To be sure, the pope criticized "the idolatry of money and the
dictatorship of an impersonal economy lacking a truly human purpose."[2] Idolatry is a strong word; it implies that something or someone
in Creation is being worshipped—which is to say, being treated as if it were
God. According to the second-century Platonic philosopher Plotinus, the nature
of God lies beyond the limits of human perception and conception (even as God
is immanent in Creation). Hence God is mysterium.[3]
This transcendent essential quality of God is not in my view metaphysical, for
otherwise theology would simply be philosophy and the sui generis (i.e., of its own genus, or type) “native ground” of
religion would be as void as outer space (although even space presumably contains
dark matter). At any rate, to treat anything or anyone on Earth as an idol is
to overstate the object’s religious significance. Such an object need not be
corporeal in nature; an idea or ideology, for instance, is not beyond the
limits of human cognition.
In his The Natural History of Religion, David Hume takes an expanded view
of historical religions and finds what he takes to be a natural tendency in the
human mind to successively render that which is worshipped in more familiar (i.e.,
“earthly”) terms. Our brains have trouble holding on to a pure notion of
divinity as simple and invisible, so we tend to cloth it with stuff from our
world (i.e., not transcendent). By analogy, or Christmas trees become so
littered with artifacts that we come to appreciate, even worship, them rather
than upholding the tree as it would exist naked and natural. In other words, we
fashion God increasingly in terms of our world—the world we know and experience—because
it is so difficult for our minds to grasp eternity. The earthly garb can
obviously be idolized, and from that it is a slippery slope to treating stuff
like money as an idol.
In my view, a way out of the
cycle of increasing idolatry is to shift the focus from the nature of the
divine as an object to the nature of the sui
generis religious experience. In other words, God as love—Augustine’s key
phrase—can be taken to refer to the experience
rather than to God as an object. Such loving
would be transcendental rather than emotional (or eros) in nature. In his Confessions,
Augustine’s love for God is sublimated lust—I
pine for your scent—and is thus human, all too human.[4]

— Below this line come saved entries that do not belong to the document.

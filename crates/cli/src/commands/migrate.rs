//! Database migration command.
//!
//! # Usage
//!
//! ```bash
//! cs-cli migrate
//! cs-cli --database-url sqlite://cart.db?mode=rwc migrate
//! ```
//!
//! # Environment Variables
//!
//! - `CART_DATABASE_URL` - SQLite connection string for the cart store
//!
//! # Migration Files
//!
//! Cart migrations live in `crates/storefront/migrations/` and are embedded
//! into the binary at build time.

use corner_shop_storefront::CartError;
use corner_shop_storefront::db::{create_pool, provision};

use super::{CommandError, load_config};

/// Apply the cart schema migrations.
pub async fn run(database_url: Option<&str>) -> Result<(), CommandError> {
    let config = load_config(database_url)?;

    tracing::info!("Connecting to cart database...");
    let pool = create_pool(&config).await.map_err(CartError::from)?;

    tracing::info!("Running cart migrations...");
    provision(&pool).await.map_err(CartError::from)?;
    pool.close().await;

    tracing::info!("Cart migrations complete!");
    Ok(())
}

Loving the transcendent is, I submit, a qualitatively different (i.e., unique)
kind of love—a different kind of yearning. I further submit that such yearning
naturally (i.e., automatically, without intention) renders a person more
sensitive to others (i.e., compassionate), and thus more inclined to serve
rather than exploit them. As Kant posits, it is ethical to treat other people
as ends in themselves rather than only as
means.[5]
Treated as an end in itself,
economic gain functions like heroin or alcohol to an addict, who finds it easy
to dismiss the needs of other people and violate their personal boundaries and
even dignity. The addict treats other people as means, hence without having
boundaries worthy of respect or even acknowledgement. The malignant narcissism
is in Scott Peck’s view a defense mechanism that stems from an inner sense of
void, or emptiness, at the person’s core. Like Aquinas and Leibniz, Peck takes
the lack of being as evil—God being perfect being. Hence we are worthy of
compassion, including benevolentia
universalis, because we have some being. Sadly, some people feel they have
none deep inside. I submit that such people are particularly inclined to treat
money as an idol.
In my view, the idolatry of money
reduces to idolatry of self, or self-idolatry because economic gain is none
other than the person gaining, or expanding his or her reach and thus being.

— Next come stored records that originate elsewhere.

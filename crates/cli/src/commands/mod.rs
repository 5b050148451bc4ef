//! CLI command implementations.

pub mod cart;
pub mod catalog;
pub mod migrate;

use secrecy::SecretString;
use thiserror::Error;

use corner_shop_core::ProductIdError;
use corner_shop_storefront::CartError;
use corner_shop_storefront::config::{ConfigError, StoreConfig};
use corner_shop_storefront::services::CartServiceError;
use corner_shop_storefront::state::AppState;

/// Errors that can occur while running a command.
#[derive(Debug, Error)]
pub enum CommandError {
    /// Configuration could not be loaded.
    #[error("Configuration error: {0}")]
    Config(#[from] ConfigError),

    /// The cart store failed.
    #[error("Cart store error: {0}")]
    Store(#[from] CartError),

    /// A cart flow failed.
    #[error("Cart error: {0}")]
    Service(#[from] CartServiceError),

    /// The id argument could not be parsed.
    #[error("Invalid product id: {0}")]
    InvalidId(#[from] ProductIdError),

    /// No catalog product has this id.
    #[error("No catalog product with id: {0}")]
    UnknownProduct(String),

    /// JSON output could not be produced.
    #[error("JSON error: {0}")]
    Json(#[from] serde_json::Error),
}

/// Load store configuration, letting `--database-url` win over the environment.
fn load_config(database_url: Option<&str>) -> Result<StoreConfig, CommandError> {
    let mut config = StoreConfig::from_env()?;
    if let Some(url) = database_url {
        config.database_url = SecretString::from(url.to_owned());
    }
    Ok(config)
}

/// Open the cart store and build application state.
async fn connect(database_url: Option<&str>) -> Result<AppState, CommandError> {
    let config = load_config(database_url)?;
    Ok(AppState::connect(config).await?)
}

That is, increasing wealth is a sort of expansiveness of the self and its
power. The malignant narcissism wants everything for itself—everything under
its control. To treat an object within the sphere of our experience as a
religious idol is convenient from this standpoint, as such an object can be
controlled.
In God’s Gold, I argue that Christian thought on how greed is related
to wealth (money) shifted through the centuries from the dominance of anti-wealth
stances to that of the pro-wealth stances. In this shift, the sin of greed
became decoupled from profit-seeking and wealth, so the latter two could be
deemed even salubrious (i.e., without the taint of greed and in fact good!). I
suggest that this shift completed in the Renaissance, and that the major
Reformers failed to hold back the momentum of the pro-wealth theological
attitude (and values). To explain all this, I posit a theological bias, which
is rooted in self-idolatry, subtly fueled the shift “from within” the religion.
After all, both Luther and Calvin lived in the same commercialized Europe of
the sixteenth century.
Therefore, whereas the pope was
pointing to profits as the idol, I contend that the idol behind the idol is self-idolatry.
He would doubtless agree. However, he would not likely see a bias toward it nestled
in Christian theology itself. In other words, the pope may unwittingly have
been facing a headwind from both the pro-wealth stance being dominant in
Christianity at the time and the underlying theological bias in favor of the
corporeal, or earthly, of which wealth is a species.
Turning now to a solution to the culture of greed and the related idolatry
of money, the pope was cognizant of his limitations. In place of unbridled
capitalism, he called for a new economic system that puts wealth in service to
humanity rather than vice versa. “Human beings and
nature must not be at the service of money.”[6]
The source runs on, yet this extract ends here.